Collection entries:
--

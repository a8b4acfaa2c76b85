//! Per-region statistics and motion-coherence classification.

use image::RgbImage;
use log::debug;

use crate::color::Vec3;
use crate::error::{alloc_buffer, Error, Result};
use crate::motion::MotionField;

/// Thresholds deciding whether a region moves as one object.
#[derive(Clone, Copy, Debug, PartialEq)]
pub struct CoherenceThresholds {
    /// Dispersion of the non-zero motion samples must stay strictly below this.
    pub max_dispersion: f64,
    /// Fraction of pixels carrying non-zero motion must reach at least this.
    pub min_coverage: f64,
}

impl Default for CoherenceThresholds {
    fn default() -> Self { Self { max_dispersion: 0.7, min_coverage: 0.7 } }
}

/// Statistics of one final label.
#[derive(Clone, Debug, Default, PartialEq)]
pub struct RegionRecord {
    pub id: usize,
    pub size: usize,
    pub center_x: f64,
    pub center_y: f64,
    /// Mean RGB in 8-bit units.
    pub color: Vec3,
    /// Mean of (R + G + B) / 3 over channels scaled to [0, 1].
    pub intensity: f64,
    /// Mean red-green opponent contrast.
    pub rg: f64,
    /// Mean blue-yellow opponent contrast.
    pub by: f64,
    /// Mean of the non-zero motion samples, zero when there are none.
    pub flow: [f64; 2],
    /// Every non-zero motion vector seen inside the region.
    pub raw_flow: Vec<[f32; 2]>,
    pub coherent: bool,
    pub cluster: Option<usize>,
}

impl RegionRecord {
    pub fn new(id: usize) -> Self { Self { id, ..Default::default() } }

    /// Share of pixels with a non-zero motion vector.
    pub fn motion_coverage(&self) -> f64 {
        if self.size == 0 { 0.0 } else { self.raw_flow.len() as f64 / self.size as f64 }
    }
}

/// Per-pixel color channels derived once for the whole image.
struct OpponentMaps {
    intensity: Vec<f64>,
    rg: Vec<f64>,
    by: Vec<f64>,
}

fn opponent_maps(image: &RgbImage) -> Result<OpponentMaps> {
    let sz = image.width() as usize * image.height() as usize;
    let mut intensity = alloc_buffer(sz, 0.0f64)?;
    for (i, p) in image.pixels().enumerate() {
        intensity[i] = (p[0] as f64 + p[1] as f64 + p[2] as f64) / (3.0 * 255.0);
    }
    let max_i = intensity.iter().copied().fold(0.0f64, f64::max);

    let mut rg = alloc_buffer(sz, 0.0f64)?;
    let mut by = alloc_buffer(sz, 0.0f64)?;
    for (i, p) in image.pixels().enumerate() {
        let lum = intensity[i];
        // Near-black pixels keep zero chromaticity.
        if lum < 0.1 * max_i || lum <= 0.0 {
            continue;
        }
        let r = p[0] as f64 / 255.0 / lum;
        let g = p[1] as f64 / 255.0 / lum;
        let b = p[2] as f64 / 255.0 / lum;
        let red = (r - (g + b) / 2.0).max(0.0);
        let green = (g - (b + r) / 2.0).max(0.0);
        let blue = (b - (r + g) / 2.0).max(0.0);
        let yellow = ((r + g) / 2.0 - (r - g).abs() / 2.0 - b).max(0.0);
        rg[i] = (red - green).abs();
        by[i] = (blue - yellow).abs();
    }
    Ok(OpponentMaps { intensity, rg, by })
}

/// `|mean((mean_x - x) * (mean_y - y))|` over the samples, `None` when empty.
pub fn motion_dispersion(samples: &[[f32; 2]]) -> Option<f64> {
    if samples.is_empty() {
        return None;
    }
    let n = samples.len() as f64;
    let (sx, sy) = samples.iter().fold((0.0f64, 0.0f64), |(ax, ay), v| (ax + v[0] as f64, ay + v[1] as f64));
    let (mx, my) = (sx / n, sy / n);
    let cov: f64 = samples.iter().map(|v| (mx - v[0] as f64) * (my - v[1] as f64)).sum();
    Some((cov / n).abs())
}

/// Whether a region's motion is consistent and covers enough of it.
pub fn is_coherent(region: &RegionRecord, thresholds: &CoherenceThresholds) -> bool {
    match motion_dispersion(&region.raw_flow) {
        Some(d) => d < thresholds.max_dispersion && region.motion_coverage() >= thresholds.min_coverage,
        None => false,
    }
}

/// Builds one record per label in `[0, num_labels)` from a single pass over the image.
pub fn aggregate_regions(
    labels: &[i32],
    num_labels: usize,
    image: &RgbImage,
    motion: &MotionField,
    thresholds: &CoherenceThresholds,
) -> Result<Vec<RegionRecord>> {
    let (w, h) = (image.width() as usize, image.height() as usize);
    motion.check_matches(w, h)?;
    if labels.len() != w * h {
        return Err(Error::InvalidArgument(format!(
            "label map has {} entries, image is {}x{}",
            labels.len(),
            w,
            h
        )));
    }

    let maps = opponent_maps(image)?;
    let mut regions: Vec<RegionRecord> = (0..num_labels).map(RegionRecord::new).collect();
    let mut flow_sums = vec![[0.0f64; 2]; num_labels];

    for (index, ((&label, p), v)) in labels.iter().zip(image.pixels()).zip(motion.vectors()).enumerate() {
        if label < 0 || label as usize >= num_labels {
            return Err(Error::LabelOutOfRange { index, label, num_labels });
        }
        let li = label as usize;
        let r = &mut regions[li];
        r.size += 1;
        r.center_x += (index % w) as f64;
        r.center_y += (index / w) as f64;
        r.color = r.color.add(Vec3::new(p[0] as f64, p[1] as f64, p[2] as f64));
        r.intensity += maps.intensity[index];
        r.rg += maps.rg[index];
        r.by += maps.by[index];
        flow_sums[li][0] += v[0] as f64;
        flow_sums[li][1] += v[1] as f64;
        if *v != [0.0, 0.0] {
            r.raw_flow.push(*v);
        }
    }

    let mut coherent = 0usize;
    for (r, flow) in regions.iter_mut().zip(&flow_sums) {
        let n = r.size.max(1) as f64;
        r.center_x /= n;
        r.center_y /= n;
        r.color = r.color.scale(1.0 / n);
        r.intensity /= n;
        r.rg /= n;
        r.by /= n;
        if !r.raw_flow.is_empty() {
            let m = r.raw_flow.len() as f64;
            r.flow = [flow[0] / m, flow[1] / m];
        }
        r.coherent = is_coherent(r, thresholds);
        if r.coherent {
            coherent += 1;
        }
    }
    debug!("aggregated {} regions, {} coherent", regions.len(), coherent);
    Ok(regions)
}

--

■ EXERCISE AIM
Lines with "crate" in the records above: copy every one of them.

■ FINISHED TASK
use crate::color::Vec3;
use crate::error::{alloc_buffer, Error, Result};
use crate::motion::MotionField;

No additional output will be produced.